| Task prompt |
Could you copy every line of the data that contains the word "rowid"?

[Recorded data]
=-=-=-=-=
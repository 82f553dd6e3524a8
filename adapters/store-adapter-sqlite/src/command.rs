//! Service command rows: the imperative lifecycle queue.

use sqlx::{sqlite::SqliteRow, Row, SqlitePool};

use slipway_types::prelude::*;
use slipway_types::store::{CommandAction, CommandStatus, ServiceCommand};

use crate::utils::*;

fn map_row(row: &SqliteRow) -> Result<ServiceCommand, sqlx::Error> {
	let action: String = row.try_get("action")?;
	let status: String = row.try_get("status")?;
	Ok(ServiceCommand {
		id: row.try_get::<String, _>("id")?.into(),
		service_id: row.try_get::<String, _>("service_id")?.into(),
		action: CommandAction::parse(&action).unwrap_or(CommandAction::Stop),
		status: CommandStatus::parse(&status).unwrap_or(CommandStatus::Error),
		error_message: row.try_get::<Option<String>, _>("error_message")?.map(Into::into),
		executed: row.try_get::<Option<i64>, _>("executed")?.map(Timestamp),
		created: Timestamp(row.try_get("created")?),
	})
}

pub(crate) async fn find(db: &SqlitePool, id: &str) -> SwResult<ServiceCommand> {
	let row =
		sqlx::query("SELECT * FROM service_commands WHERE id=?").bind(id).fetch_one(db).await;
	map_res(row, |row| map_row(&row))
}

/// Pending commands in `created` order; the rowid breaks same-second ties.
pub(crate) async fn pending(db: &SqlitePool) -> SwResult<Vec<ServiceCommand>> {
	let rows = sqlx::query(
		"SELECT * FROM service_commands WHERE status='pending' ORDER BY created, rowid",
	)
	.fetch_all(db)
	.await
	.inspect_err(inspect)
	.map_err(|_| Error::DbError)?;
	collect_res(rows.iter().map(map_row))
}

pub(crate) async fn enqueue(
	db: &SqlitePool,
	service_id: &str,
	action: CommandAction,
) -> SwResult<ServiceCommand> {
	let id = new_id();
	sqlx::query(
		"INSERT INTO service_commands (id, service_id, action, status) VALUES (?, ?, ?, 'pending')",
	)
	.bind(&id)
	.bind(service_id)
	.bind(action.as_str())
	.execute(db)
	.await
	.inspect_err(inspect)
	.map_err(|_| Error::DbError)?;

	find(db, &id).await
}

pub(crate) async fn mark_success(db: &SqlitePool, id: &str) -> SwResult<()> {
	sqlx::query(
		"UPDATE service_commands SET status='success', error_message=NULL, executed=unixepoch()
		WHERE id=? AND status='pending'",
	)
	.bind(id)
	.execute(db)
	.await
	.inspect_err(inspect)
	.map_err(|_| Error::DbError)?;
	Ok(())
}

pub(crate) async fn mark_error(db: &SqlitePool, id: &str, message: &str) -> SwResult<()> {
	sqlx::query(
		"UPDATE service_commands SET status='error', error_message=?, executed=unixepoch()
		WHERE id=? AND status='pending'",
	)
	.bind(message)
	.bind(id)
	.execute(db)
	.await
	.inspect_err(inspect)
	.map_err(|_| Error::DbError)?;
	Ok(())
}

// vim: ts=4
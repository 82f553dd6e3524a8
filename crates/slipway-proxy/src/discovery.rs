//! Read-through caches over the record store for the proxy hot path.
//!
//! Entries live for 15 minutes and are actively invalidated by row-change
//! subscriptions, which keeps the caches safe under concurrent admin-API
//! edits.

use parking_lot::RwLock;
use std::collections::HashMap;
use std::sync::Arc;
use std::time::{Duration, Instant};

use slipway_types::store::{
	ChangeKind, Collection, ServiceEndpoint, StoreAdapter,
};

use crate::prelude::*;

const CACHE_TTL: Duration = Duration::from_secs(15 * 60);

struct TtlCache<V> {
	entries: RwLock<HashMap<Box<str>, (Instant, V)>>,
}

impl<V: Clone> TtlCache<V> {
	fn new() -> Self {
		Self { entries: RwLock::new(HashMap::new()) }
	}

	fn get(&self, key: &str) -> Option<V> {
		let entries = self.entries.read();
		let (inserted, value) = entries.get(key)?;
		if inserted.elapsed() >= CACHE_TTL {
			return None;
		}
		Some(value.clone())
	}

	fn insert(&self, key: &str, value: V) {
		self.entries.write().insert(key.into(), (Instant::now(), value));
	}

	fn invalidate(&self, key: &str) {
		self.entries.write().remove(key);
	}
}

// Service discovery //
//*******************//

pub struct ServiceDiscovery {
	store: Arc<dyn StoreAdapter>,
	cache: TtlCache<ServiceEndpoint>,
}

impl ServiceDiscovery {
	pub fn new(store: Arc<dyn StoreAdapter>) -> Arc<Self> {
		Arc::new(Self { store, cache: TtlCache::new() })
	}

	/// Endpoint of a running, non-deleted service.
	pub async fn find_running_service_by_id(&self, id: &str) -> SwResult<ServiceEndpoint> {
		if let Some(endpoint) = self.cache.get(id) {
			return Ok(endpoint);
		}
		let endpoint = self.store.find_running_service(id).await?;
		self.cache.insert(id, endpoint.clone());
		Ok(endpoint)
	}

	pub fn invalidate(&self, id: &str) {
		debug!("invalidating service cache entry {}", id);
		self.cache.invalidate(id);
	}
}

// Domain discovery //
//******************//

/// The two target kinds a domain binding can point at.
#[derive(Debug, Clone)]
pub enum DomainTarget {
	Service(Box<str>),
	ProxyEntry(Box<str>),
}

pub struct DomainDiscovery {
	store: Arc<dyn StoreAdapter>,
	cache: TtlCache<DomainTarget>,
}

impl DomainDiscovery {
	pub fn new(store: Arc<dyn StoreAdapter>) -> Arc<Self> {
		Arc::new(Self { store, cache: TtlCache::new() })
	}

	pub async fn find_target_by_domain(&self, domain: &str) -> SwResult<DomainTarget> {
		if let Some(target) = self.cache.get(domain) {
			return Ok(target);
		}

		let binding = self.store.find_domain_binding(domain).await?;
		let target = match (binding.service_id, binding.proxy_entry_id) {
			(Some(service_id), _) => DomainTarget::Service(service_id),
			(None, Some(proxy_entry_id)) => DomainTarget::ProxyEntry(proxy_entry_id),
			(None, None) => return Err(Error::NotFound),
		};
		self.cache.insert(domain, target.clone());
		Ok(target)
	}

	pub fn invalidate(&self, domain: &str) {
		debug!("invalidating domain cache entry {}", domain);
		self.cache.invalidate(domain);
	}
}

// Proxy entry discovery //
//***********************//

pub struct ProxyEntryDiscovery {
	store: Arc<dyn StoreAdapter>,
	cache: TtlCache<Box<str>>,
}

impl ProxyEntryDiscovery {
	pub fn new(store: Arc<dyn StoreAdapter>) -> Arc<Self> {
		Arc::new(Self { store, cache: TtlCache::new() })
	}

	/// Target URL of an enabled, non-deleted proxy entry.
	pub async fn find_enabled_proxy_entry_by_id(&self, id: &str) -> SwResult<Box<str>> {
		if let Some(url) = self.cache.get(id) {
			return Ok(url);
		}
		let entry = self.store.find_enabled_proxy_entry(id).await?;
		self.cache.insert(id, entry.target_url.clone());
		Ok(entry.target_url)
	}

	pub fn invalidate(&self, id: &str) {
		debug!("invalidating proxy entry cache entry {}", id);
		self.cache.invalidate(id);
	}
}

/// Wires the row-change subscriptions that keep the caches honest.
pub fn register_invalidation_hooks(
	store: &Arc<dyn StoreAdapter>,
	services: Arc<ServiceDiscovery>,
	domains: Arc<DomainDiscovery>,
	proxy_entries: Arc<ProxyEntryDiscovery>,
) {
	for kind in [ChangeKind::Update, ChangeKind::Delete] {
		let services = services.clone();
		store.subscribe(
			Collection::Services,
			kind,
			Arc::new(move |change| services.invalidate(&change.id)),
		);

		let proxy_entries = proxy_entries.clone();
		store.subscribe(
			Collection::ProxyEntries,
			kind,
			Arc::new(move |change| proxy_entries.invalidate(&change.id)),
		);
	}

	// Domain bindings are keyed by the domain name; creation also
	// invalidates so a negative lookup cannot stick
	for kind in [ChangeKind::Create, ChangeKind::Update, ChangeKind::Delete] {
		let domains = domains.clone();
		store.subscribe(
			Collection::Domains,
			kind,
			Arc::new(move |change| {
				if let Some(domain) = change.key.as_deref() {
					domains.invalidate(domain);
				}
			}),
		);
	}
}

// vim: ts=4
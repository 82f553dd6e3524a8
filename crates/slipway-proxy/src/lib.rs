//! Dynamic reverse proxy for the Slipway launcher.
//!
//! One handler fronted by two listeners: plain HTTP on the listen address
//! and TLS on the bind address when HTTPS is enabled. Hosts resolve to
//! managed service endpoints, static proxy entries or the embedded
//! management API; ACME challenge traffic short-circuits to the published
//! HTTP-01 challenge server.

#![deny(clippy::unwrap_used, clippy::expect_used, clippy::panic)]
#![forbid(unsafe_code)]

pub mod discovery;
pub mod handler;
pub mod prelude;
pub mod tls;

pub use handler::{router, ProxyConfig, ProxyState};

// vim: ts=4
//! Process supervision for the Slipway launcher.
//!
//! [`process`] wraps one child OS process with start/stop/monitor
//! semantics; [`logstore`] keeps a bounded per-service history of its
//! output; [`supervisor`] evaluates the service command queue, handles
//! crashes and recovers state after a launcher restart; [`token`] captures
//! the one-time install token the upstream application prints on first
//! boot.

#![deny(clippy::unwrap_used, clippy::expect_used, clippy::panic)]
#![forbid(unsafe_code)]

pub mod logstore;
pub mod prelude;
pub mod process;
pub mod supervisor;
pub mod token;

pub use supervisor::ServiceSupervisor;

// vim: ts=4
//! Proxy entry rows: static upstream targets.

use sqlx::{sqlite::SqliteRow, Row, SqlitePool};

use slipway_types::prelude::*;
use slipway_types::store::{CreateProxyEntry, ProxyEntry};

use crate::utils::*;

fn map_row(row: &SqliteRow) -> Result<ProxyEntry, sqlx::Error> {
	Ok(ProxyEntry {
		id: row.try_get::<String, _>("id")?.into(),
		name: row.try_get::<String, _>("name")?.into(),
		target_url: row.try_get::<String, _>("target_url")?.into(),
		enabled: row.try_get::<i64, _>("enabled")? != 0,
		deleted: row.try_get::<Option<i64>, _>("deleted")?.map(Timestamp),
		created: Timestamp(row.try_get("created")?),
	})
}

pub(crate) async fn find_enabled(db: &SqlitePool, id: &str) -> SwResult<ProxyEntry> {
	let row = sqlx::query(
		"SELECT * FROM proxy_entries WHERE id=? AND enabled=1 AND deleted IS NULL",
	)
	.bind(id)
	.fetch_one(db)
	.await;
	map_res(row, |row| map_row(&row))
}

pub(crate) async fn find(db: &SqlitePool, id: &str) -> SwResult<ProxyEntry> {
	let row = sqlx::query("SELECT * FROM proxy_entries WHERE id=?").bind(id).fetch_one(db).await;
	map_res(row, |row| map_row(&row))
}

pub(crate) async fn list(db: &SqlitePool) -> SwResult<Vec<ProxyEntry>> {
	let rows = sqlx::query("SELECT * FROM proxy_entries WHERE deleted IS NULL ORDER BY created")
		.fetch_all(db)
		.await
		.inspect_err(inspect)
		.map_err(|_| Error::DbError)?;
	collect_res(rows.iter().map(map_row))
}

pub(crate) async fn create(db: &SqlitePool, data: CreateProxyEntry<'_>) -> SwResult<ProxyEntry> {
	let id = new_id();
	sqlx::query("INSERT INTO proxy_entries (id, name, target_url, enabled) VALUES (?, ?, ?, ?)")
		.bind(&id)
		.bind(data.name)
		.bind(data.target_url)
		.bind(i64::from(data.enabled))
		.execute(db)
		.await
		.inspect_err(inspect)
		.map_err(|_| Error::DbError)?;

	find(db, &id).await
}

// vim: ts=4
=-=-=-=-=
| Reply to the task |
/// Pending commands in `created` order; the rowid breaks same-second ties.
		"SELECT * FROM service_commands WHERE status='pending' ORDER BY created, rowid",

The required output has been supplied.